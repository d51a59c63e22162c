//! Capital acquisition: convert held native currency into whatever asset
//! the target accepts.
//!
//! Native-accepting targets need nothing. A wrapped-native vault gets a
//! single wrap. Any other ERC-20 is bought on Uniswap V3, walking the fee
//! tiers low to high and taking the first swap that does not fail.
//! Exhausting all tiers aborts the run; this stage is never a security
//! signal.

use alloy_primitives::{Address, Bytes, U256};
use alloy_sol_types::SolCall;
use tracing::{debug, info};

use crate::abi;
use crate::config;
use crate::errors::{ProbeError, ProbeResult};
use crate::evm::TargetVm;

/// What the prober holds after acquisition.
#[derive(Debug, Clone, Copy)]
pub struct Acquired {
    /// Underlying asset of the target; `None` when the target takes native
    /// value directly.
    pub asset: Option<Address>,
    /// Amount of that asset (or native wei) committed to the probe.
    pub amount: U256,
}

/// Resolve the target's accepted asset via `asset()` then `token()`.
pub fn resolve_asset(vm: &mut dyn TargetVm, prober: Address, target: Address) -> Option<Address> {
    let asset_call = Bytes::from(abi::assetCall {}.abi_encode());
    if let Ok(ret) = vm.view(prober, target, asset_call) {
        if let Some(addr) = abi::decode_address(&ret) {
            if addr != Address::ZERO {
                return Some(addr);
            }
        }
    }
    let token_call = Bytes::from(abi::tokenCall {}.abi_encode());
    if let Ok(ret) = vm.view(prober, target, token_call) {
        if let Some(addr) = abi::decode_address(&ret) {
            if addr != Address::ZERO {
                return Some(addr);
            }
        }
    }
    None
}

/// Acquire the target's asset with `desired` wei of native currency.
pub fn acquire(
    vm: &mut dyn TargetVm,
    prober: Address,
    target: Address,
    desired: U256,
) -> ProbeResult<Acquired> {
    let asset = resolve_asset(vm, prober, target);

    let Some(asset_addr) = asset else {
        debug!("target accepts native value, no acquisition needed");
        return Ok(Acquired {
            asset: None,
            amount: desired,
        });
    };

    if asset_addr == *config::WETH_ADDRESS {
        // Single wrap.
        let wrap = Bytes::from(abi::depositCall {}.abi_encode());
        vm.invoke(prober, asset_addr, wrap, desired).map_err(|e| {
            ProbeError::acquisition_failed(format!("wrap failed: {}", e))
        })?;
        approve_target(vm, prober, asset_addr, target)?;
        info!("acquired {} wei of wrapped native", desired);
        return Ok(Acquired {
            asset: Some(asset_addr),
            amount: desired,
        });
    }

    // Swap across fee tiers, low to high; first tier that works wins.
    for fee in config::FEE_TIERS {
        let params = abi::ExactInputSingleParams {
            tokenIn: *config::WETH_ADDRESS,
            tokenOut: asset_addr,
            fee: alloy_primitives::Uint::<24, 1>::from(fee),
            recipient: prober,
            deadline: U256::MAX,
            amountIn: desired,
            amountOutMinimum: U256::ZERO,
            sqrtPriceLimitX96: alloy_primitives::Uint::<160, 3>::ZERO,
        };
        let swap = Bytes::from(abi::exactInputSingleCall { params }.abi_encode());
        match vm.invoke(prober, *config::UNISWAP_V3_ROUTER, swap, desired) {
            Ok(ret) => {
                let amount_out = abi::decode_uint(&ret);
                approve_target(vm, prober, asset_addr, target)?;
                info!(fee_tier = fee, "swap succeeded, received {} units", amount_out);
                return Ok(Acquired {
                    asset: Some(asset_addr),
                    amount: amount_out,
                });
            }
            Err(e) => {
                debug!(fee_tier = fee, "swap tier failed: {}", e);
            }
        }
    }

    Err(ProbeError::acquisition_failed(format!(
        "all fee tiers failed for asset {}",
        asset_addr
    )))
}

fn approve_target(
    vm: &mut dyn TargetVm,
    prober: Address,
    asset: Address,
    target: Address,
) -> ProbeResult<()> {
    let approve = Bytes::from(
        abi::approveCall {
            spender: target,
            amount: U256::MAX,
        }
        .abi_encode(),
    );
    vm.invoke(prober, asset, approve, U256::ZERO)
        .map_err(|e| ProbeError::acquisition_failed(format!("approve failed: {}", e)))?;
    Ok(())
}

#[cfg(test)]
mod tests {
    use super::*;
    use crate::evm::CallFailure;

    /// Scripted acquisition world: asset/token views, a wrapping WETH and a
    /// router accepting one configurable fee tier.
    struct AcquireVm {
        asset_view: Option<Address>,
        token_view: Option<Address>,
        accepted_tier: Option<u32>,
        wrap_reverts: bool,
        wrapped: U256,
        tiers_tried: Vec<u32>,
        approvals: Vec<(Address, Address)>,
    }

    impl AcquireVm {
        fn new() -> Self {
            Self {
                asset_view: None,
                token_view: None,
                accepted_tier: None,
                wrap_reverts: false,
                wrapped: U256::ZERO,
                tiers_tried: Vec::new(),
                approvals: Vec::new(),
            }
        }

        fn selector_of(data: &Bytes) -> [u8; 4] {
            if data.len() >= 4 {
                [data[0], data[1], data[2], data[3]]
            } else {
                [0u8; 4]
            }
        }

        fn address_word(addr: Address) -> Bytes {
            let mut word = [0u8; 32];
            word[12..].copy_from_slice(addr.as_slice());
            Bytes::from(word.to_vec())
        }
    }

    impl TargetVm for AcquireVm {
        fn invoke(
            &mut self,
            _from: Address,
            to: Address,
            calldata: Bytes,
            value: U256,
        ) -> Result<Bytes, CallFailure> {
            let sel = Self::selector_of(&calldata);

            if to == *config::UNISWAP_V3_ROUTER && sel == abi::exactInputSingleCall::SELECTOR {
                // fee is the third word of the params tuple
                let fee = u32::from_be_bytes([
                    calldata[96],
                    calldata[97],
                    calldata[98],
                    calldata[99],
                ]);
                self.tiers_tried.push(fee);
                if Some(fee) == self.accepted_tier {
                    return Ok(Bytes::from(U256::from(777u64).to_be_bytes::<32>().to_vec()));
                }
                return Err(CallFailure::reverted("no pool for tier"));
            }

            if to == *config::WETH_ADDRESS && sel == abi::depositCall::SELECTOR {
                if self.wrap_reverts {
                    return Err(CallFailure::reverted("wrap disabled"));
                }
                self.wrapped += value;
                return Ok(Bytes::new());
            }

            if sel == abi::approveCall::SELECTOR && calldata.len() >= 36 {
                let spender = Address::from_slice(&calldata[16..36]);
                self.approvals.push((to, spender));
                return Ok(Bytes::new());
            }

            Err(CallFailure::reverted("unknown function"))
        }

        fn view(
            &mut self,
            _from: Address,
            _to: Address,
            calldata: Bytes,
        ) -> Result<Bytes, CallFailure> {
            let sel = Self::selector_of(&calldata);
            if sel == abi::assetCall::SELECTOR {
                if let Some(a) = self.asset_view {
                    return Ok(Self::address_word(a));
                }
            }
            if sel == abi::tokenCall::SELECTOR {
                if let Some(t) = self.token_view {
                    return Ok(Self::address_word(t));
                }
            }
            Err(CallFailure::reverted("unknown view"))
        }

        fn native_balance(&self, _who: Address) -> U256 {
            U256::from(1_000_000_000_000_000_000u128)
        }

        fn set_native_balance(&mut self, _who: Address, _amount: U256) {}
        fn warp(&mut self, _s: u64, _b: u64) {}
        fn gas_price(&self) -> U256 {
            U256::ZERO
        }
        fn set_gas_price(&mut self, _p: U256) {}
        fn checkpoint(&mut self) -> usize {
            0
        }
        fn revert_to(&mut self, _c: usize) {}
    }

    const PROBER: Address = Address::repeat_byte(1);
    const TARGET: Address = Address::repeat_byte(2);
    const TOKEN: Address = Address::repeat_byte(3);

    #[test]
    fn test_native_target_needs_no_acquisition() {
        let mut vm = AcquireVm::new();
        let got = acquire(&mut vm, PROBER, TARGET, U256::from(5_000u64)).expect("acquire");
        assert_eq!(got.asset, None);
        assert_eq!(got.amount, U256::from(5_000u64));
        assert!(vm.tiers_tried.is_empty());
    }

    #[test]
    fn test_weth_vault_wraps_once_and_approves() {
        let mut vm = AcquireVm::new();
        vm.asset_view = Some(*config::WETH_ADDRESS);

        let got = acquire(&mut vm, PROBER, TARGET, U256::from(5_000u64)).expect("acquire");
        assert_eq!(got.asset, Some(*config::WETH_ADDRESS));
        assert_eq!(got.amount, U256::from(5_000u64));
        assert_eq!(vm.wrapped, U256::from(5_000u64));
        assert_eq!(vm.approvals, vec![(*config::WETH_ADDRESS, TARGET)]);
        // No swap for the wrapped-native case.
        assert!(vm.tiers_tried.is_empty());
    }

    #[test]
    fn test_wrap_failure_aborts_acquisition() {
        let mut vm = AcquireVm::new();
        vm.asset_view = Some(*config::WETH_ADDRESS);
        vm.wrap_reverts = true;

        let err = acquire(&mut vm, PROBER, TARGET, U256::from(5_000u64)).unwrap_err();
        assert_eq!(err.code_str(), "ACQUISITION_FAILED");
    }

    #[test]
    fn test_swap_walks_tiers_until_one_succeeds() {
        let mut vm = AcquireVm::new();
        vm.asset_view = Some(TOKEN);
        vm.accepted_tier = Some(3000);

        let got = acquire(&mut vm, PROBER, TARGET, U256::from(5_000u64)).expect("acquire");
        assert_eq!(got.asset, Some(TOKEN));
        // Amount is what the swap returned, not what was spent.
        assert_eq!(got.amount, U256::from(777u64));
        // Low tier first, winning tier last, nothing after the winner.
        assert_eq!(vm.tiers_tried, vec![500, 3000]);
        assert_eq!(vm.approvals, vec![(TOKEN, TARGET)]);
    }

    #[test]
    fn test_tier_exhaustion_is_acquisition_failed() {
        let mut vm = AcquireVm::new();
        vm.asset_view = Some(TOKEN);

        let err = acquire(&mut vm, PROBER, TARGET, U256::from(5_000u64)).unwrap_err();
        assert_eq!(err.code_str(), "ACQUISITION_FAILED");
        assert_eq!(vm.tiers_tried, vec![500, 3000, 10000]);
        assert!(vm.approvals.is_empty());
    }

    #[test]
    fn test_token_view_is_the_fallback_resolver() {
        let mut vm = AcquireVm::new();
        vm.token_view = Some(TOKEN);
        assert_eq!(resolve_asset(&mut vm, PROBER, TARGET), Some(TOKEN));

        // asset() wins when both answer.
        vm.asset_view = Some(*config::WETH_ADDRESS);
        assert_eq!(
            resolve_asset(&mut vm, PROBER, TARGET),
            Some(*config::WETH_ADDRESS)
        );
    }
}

— AIM OF THE TASK —
Transcribe the lines above between the line holding "walking the fee" and the line holding "use alloy_sol_types::SolCall;", inclusive, exactly as they stand and with nothing added.

— THE COMPLETED TASK —
//! single wrap. Any other ERC-20 is bought on Uniswap V3, walking the fee
//! tiers low to high and taking the first swap that does not fail.
//! Exhausting all tiers aborts the run; this stage is never a security
//! signal.

use alloy_primitives::{Address, Bytes, U256};
use alloy_sol_types::SolCall;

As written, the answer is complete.